Even with the use of digital technology which I often use for my commissioned work, I would argue that ‘liquidity’ of the image only comes in the process of sharing the work as for most photographers the process behind the image and research involved before making work has not increased inefficiency through Nathan may argue ‘creating imagery has become comically easy’ it is still an intensive part of the image.
I agree however distinguishing between “the dichotomies of “amateur vs. professional” and “digital vs. analogue” matter less for the social photo than the relations between power, identity, and reality” (Jurgenson,2019).
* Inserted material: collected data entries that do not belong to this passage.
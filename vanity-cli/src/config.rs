use anyhow::{Context, Result};
use clap::ArgMatches;
use config::{Config as ConfigBuilder, Environment, File};
use log::info;
use serde::{Deserialize, Serialize};
use std::path::Path;

/// Name searched for in the current directory when no config file is given.
const DEFAULT_CONFIG_NAME: &str = "vanity";

/// Complete configuration that merges CLI args, env vars, config files, and defaults
#[derive(Debug, Clone, Deserialize, Serialize)]
pub struct VanityConfig {
    /// Build configuration
    pub build: BuildConfig,
    /// Repositories to generate pages for (from vanity-core)
    #[serde(flatten)]
    pub site: vanity_core::Config,
}

#[derive(Debug, Clone, Deserialize, Serialize)]
pub struct BuildConfig {
    /// Output directory for generated pages
    pub out: String,
    /// Directory with replacement templates
    #[serde(default, skip_serializing_if = "Option::is_none")]
    pub templates: Option<String>,
}

impl Default for BuildConfig {
    fn default() -> Self {
        Self {
            out: "build".to_string(),
            templates: None,
        }
    }
}

impl Default for VanityConfig {
    fn default() -> Self {
        Self {
            build: BuildConfig::default(),
            site: vanity_core::Config::default(),
        }
    }
}

impl VanityConfig {
    /// Load configuration with cascading precedence:
    /// 1. CLI arguments (highest priority)
    /// 2. Environment variables (VANITY_*)
    /// 3. Configuration file
    /// 4. Defaults (lowest priority)
    ///
    /// The configuration file is required: either the one named by `--config`
    /// or `vanity.*` in the current directory.
    pub fn load(args: &ArgMatches) -> Result<Self> {
        let mut builder = ConfigBuilder::builder();

        // 1. Start with defaults
        let defaults = Self::default();
        builder = builder.add_source(ConfigBuilder::try_from(&defaults)?);

        // 2. Add the configuration file
        let config_file = args.get_one::<String>("config");
        let config_name = match config_file {
            Some(path) => {
                builder = builder.add_source(File::from(Path::new(path)));
                path.clone()
            }
            None => {
                builder = builder.add_source(File::with_name(DEFAULT_CONFIG_NAME));
                format!("{DEFAULT_CONFIG_NAME}.*")
            }
        };

        // 3. Add environment variables with VANITY_ prefix
        builder = builder.add_source(
            Environment::with_prefix("VANITY")
                .prefix_separator("_")
                .separator("__"), // VANITY_BUILD__OUT
        );

        // 4. Override with CLI arguments (highest priority)
        let mut cli_overrides = std::collections::HashMap::new();

        if let Some(out) = args.get_one::<String>("out") {
            cli_overrides.insert("build.out".to_string(), out.clone());
        }
        if let Some(templates) = args.get_one::<String>("templates") {
            cli_overrides.insert("build.templates".to_string(), templates.clone());
        }

        if !cli_overrides.is_empty() {
            builder = builder.add_source(ConfigBuilder::try_from(&cli_overrides)?);
        }

        // Build and deserialize
        let config = builder
            .build()
            .with_context(|| format!("failed loading config {config_name}"))?;
        let vanity_config: VanityConfig = config
            .try_deserialize()
            .with_context(|| format!("failed parsing config {config_name}"))?;

        info!(
            "config loaded from {config_name} ({} repositories)",
            vanity_config.site.repos.len()
        );

        Ok(vanity_config)
    }
}

#[cfg(test)]
mod tests {
    use super::*;
    use clap::{Arg, Command};
    use tempfile::TempDir;
    use vanity_core::Protocol;

    fn app() -> Command {
        Command::new("test")
            .arg(Arg::new("config").long("config").value_name("FILE"))
            .arg(Arg::new("out").long("out").value_name("DIR"))
            .arg(Arg::new("templates").long("templates").value_name("DIR"))
    }

    fn write_config(dir: &TempDir, name: &str, contents: &str) -> String {
        let path = dir.path().join(name);
        std::fs::write(&path, contents).unwrap();
        path.to_str().unwrap().to_string()
    }

    const SITE: &str = r#"
repos:
  - url: https://github.com/acme/tool
    branch: develop
    path: tool
    vanity-url: https://go.acme.dev
    description: A tool
  - url: https://hg.acme.dev/lib
    protocol: hg
    path: lib
    vanity-url: https://go.acme.dev
    hidden: true
"#;

    #[test]
    fn test_default_config() {
        let config = VanityConfig::default();
        assert_eq!(config.build.out, "build");
        assert!(config.build.templates.is_none());
        assert!(config.site.repos.is_empty());
    }

    #[test]
    fn test_loads_repositories_from_yaml() {
        let dir = TempDir::new().unwrap();
        let path = write_config(&dir, "vanity.yaml", SITE);

        let matches = app().try_get_matches_from(vec!["test", "--config", &path]).unwrap();
        let config = VanityConfig::load(&matches).unwrap();

        assert_eq!(config.build.out, "build");
        let repos = &config.site.repos;
        assert_eq!(repos.len(), 2);
        assert_eq!(repos[0].path, "tool");
        assert_eq!(repos[0].branch, "develop");
        assert_eq!(repos[0].vanity_url, "https://go.acme.dev");
        assert_eq!(repos[0].protocol, Protocol::Git);
        assert!(!repos[0].hidden);
        assert_eq!(repos[1].path, "lib");
        assert_eq!(repos[1].protocol, Protocol::Hg);
        assert_eq!(repos[1].branch, "");
        assert!(repos[1].hidden);
    }

    #[test]
    fn test_file_build_section_is_used() {
        let dir = TempDir::new().unwrap();
        let contents = format!("build:\n  out: public\n{SITE}");
        let path = write_config(&dir, "vanity.yaml", &contents);

        let matches = app().try_get_matches_from(vec!["test", "--config", &path]).unwrap();
        let config = VanityConfig::load(&matches).unwrap();

        assert_eq!(config.build.out, "public");
    }

    #[test]
    fn test_cli_args_override() {
        let dir = TempDir::new().unwrap();
        let contents = format!("build:\n  out: public\n{SITE}");
        let path = write_config(&dir, "vanity.yaml", &contents);

        let matches = app()
            .try_get_matches_from(vec![
                "test",
                "--config", &path,
                "--out", "/custom/output",
                "--templates", "/custom/theme",
            ])
            .unwrap();
        let config = VanityConfig::load(&matches).unwrap();

        assert_eq!(config.build.out, "/custom/output");
        assert_eq!(config.build.templates.as_deref(), Some("/custom/theme"));
        assert_eq!(config.site.repos.len(), 2);
    }

    #[test]
    fn test_missing_config_file_is_an_error() {
        let dir = TempDir::new().unwrap();
        let path = dir.path().join("absent.yaml");

        let matches = app()
            .try_get_matches_from(vec!["test", "--config", path.to_str().unwrap()])
            .unwrap();

        assert!(VanityConfig::load(&matches).is_err());
    }

    #[test]
    fn test_unparseable_config_is_an_error() {
        let dir = TempDir::new().unwrap();
        let path = write_config(&dir, "vanity.yaml", "repos: [unclosed");

        let matches = app().try_get_matches_from(vec!["test", "--config", &path]).unwrap();

        assert!(VanityConfig::load(&matches).is_err());
    }

    #[test]
    fn test_unknown_protocol_is_an_error() {
        let dir = TempDir::new().unwrap();
        let path = write_config(
            &dir,
            "vanity.yaml",
            "repos:\n  - path: x\n    protocol: cvs\n",
        );

        let matches = app().try_get_matches_from(vec!["test", "--config", &path]).unwrap();

        assert!(VanityConfig::load(&matches).is_err());
    }
}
The social photo is a low resolution, short-lived imaged viewed on a screen only a few inches wide, I think it is therefore important for a photographer to capture the attention of the viewer in the few seconds it remains in someone’s photostream.
“The social photo can be like an emoji, like the cartoon palm tree, playing with the distinction between the world of actually existing objects and their symbolic meaning.” (Jurgenson,2019).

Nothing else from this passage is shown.